VARIOUS ARTISTS 「機動戦士ガンダムSEED」COMPLETE BEST ソニー(2004)

21世紀最初のガンダム作品「機動戦士ガンダムSEED」(2002~03年)は、T.M.Revolution玉置成実らのテーマ曲が一般的なヒットとなり、現在にまで至るガンダム曲の潮流を創出した一作とも言える。とりわけ中島美嘉の儚げなスロウ“FIND THE WAY”(作詞も彼女自身)は、後に高畑充希らも取り上げた名曲だ。 *出嶌

 

Rie fu single collection I Can Do Better ソニー(2011)

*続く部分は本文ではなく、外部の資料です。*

use std::fmt;

use crate::{ArticleId, Role, Time, UserId};

#[derive(
    Clone, Debug, Eq, Hash, Ord, PartialEq, PartialOrd, serde::Deserialize, serde::Serialize,
)]
#[serde(transparent)]
pub struct CommentId(pub String);

impl fmt::Display for CommentId {
    fn fmt(&self, f: &mut fmt::Formatter<'_>) -> fmt::Result {
        f.write_str(&self.0)
    }
}

#[derive(
    Clone, Debug, Eq, Hash, Ord, PartialEq, PartialOrd, serde::Deserialize, serde::Serialize,
)]
#[serde(transparent)]
pub struct ReplyId(pub String);

impl fmt::Display for ReplyId {
    fn fmt(&self, f: &mut fmt::Formatter<'_>) -> fmt::Result {
        f.write_str(&self.0)
    }
}

#[derive(Clone, Debug, Eq, PartialEq, serde::Deserialize, serde::Serialize)]
pub struct Author {
    #[serde(rename = "_id")]
    pub id: UserId,
    pub username: String,
    #[serde(default)]
    pub role: Role,
}

#[derive(Clone, Debug, Eq, PartialEq, serde::Deserialize, serde::Serialize)]
#[serde(rename_all = "camelCase")]
pub struct Comment {
    #[serde(rename = "_id")]
    pub id: CommentId,
    #[serde(rename = "article")]
    pub article_id: ArticleId,
    pub author: Author,
    #[serde(rename = "text")]
    pub body: String,
    pub created_at: Time,

    #[serde(default)]
    pub likes: Vec<UserId>,
    #[serde(default)]
    pub dislikes: Vec<UserId>,

    /// Replies in the order the server returned them
    #[serde(default)]
    pub replies: Vec<Reply>,
}

/// A reply to a comment. Replies cannot themselves be replied to.
#[derive(Clone, Debug, Eq, PartialEq, serde::Deserialize, serde::Serialize)]
#[serde(rename_all = "camelCase")]
pub struct Reply {
    #[serde(rename = "_id")]
    pub id: ReplyId,
    #[serde(rename = "comment")]
    pub comment_id: CommentId,
    pub author: Author,
    #[serde(rename = "text")]
    pub body: String,
    pub created_at: Time,
}

impl Comment {
    pub fn reply(&self, id: &ReplyId) -> Option<&Reply> {
        self.replies.iter().find(|r| r.id == *id)
    }

    pub fn reply_mut(&mut self, id: &ReplyId) -> Option<&mut Reply> {
        self.replies.iter_mut().find(|r| r.id == *id)
    }
}

/// Request body for every endpoint that takes free text
#[derive(Clone, Debug, Eq, PartialEq, serde::Deserialize, serde::Serialize)]
pub struct TextBody {
    pub text: String,
}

有坂美香高橋瞳らに代表曲を授けた「機動戦士ガンダム SEED DESTINY」(2004~2005年)だが、Rie fuの歌うEDテーマ“I Wanna Go To A Place...”もまた彼女最大のヒットに。英国あたりの田園風景が浮かぶフォーキーなサウンドと包容力に満ちた歌声が、苛烈な物語とは対照的な癒しを与えてくれる。 *北野

 

Aimer RE:I AM EP DefSTAR(2013)

OVA「機動戦士ガンダムUC」で唯一複数回テーマ曲を歌ったAimer。そのうち“RE:I AM”は、本編の劇伴も担った澤野弘之と初めて手合わせしたもので、それまでの彼女のイメージを覆す荒々しいギターと厳かな合唱が劇的な世界観を作り上げている。重力の井戸の底で軋む運命のように険しくも美しい名品。 *北野

 

May J. ReBirth rhythm zone(2015)

久々の富野由悠季監督作品として話題を呼んだ「ガンダム Gのレコンギスタ」。その後期オープニングを飾った“ふたりのまほう”は、壮大な弦楽と軽やかに回転するドラムン・ビートをカンヴァスにして、朗々とした歌で晴れの景色を描き出した希望の歌。明るいトーンだった本編の内容にもピッタリだ。 *北野

 

MISIA オルフェンズの涙 ARIOLA JAPAN(2015)

「機動戦士ガンダム 鉄血のオルフェンズ」の〈第1期〉を象徴する名曲といえば、鷺巣詩郎の作/編曲でMISIAが雄大かつブルージーに歌い上げたこのエンディングテーマ。鷺巣の手によるアニメ音楽といえば当然〈エヴァ〉がお馴染みだが、それ以前に“めぐりあい”(82年)の編曲でガンダムとも邂逅していた。 *出嶌

 

VARIOUS ARTISTS 機動戦士ガンダムユニコーン RE:0096 COMPLETE BEST ソニー(2016)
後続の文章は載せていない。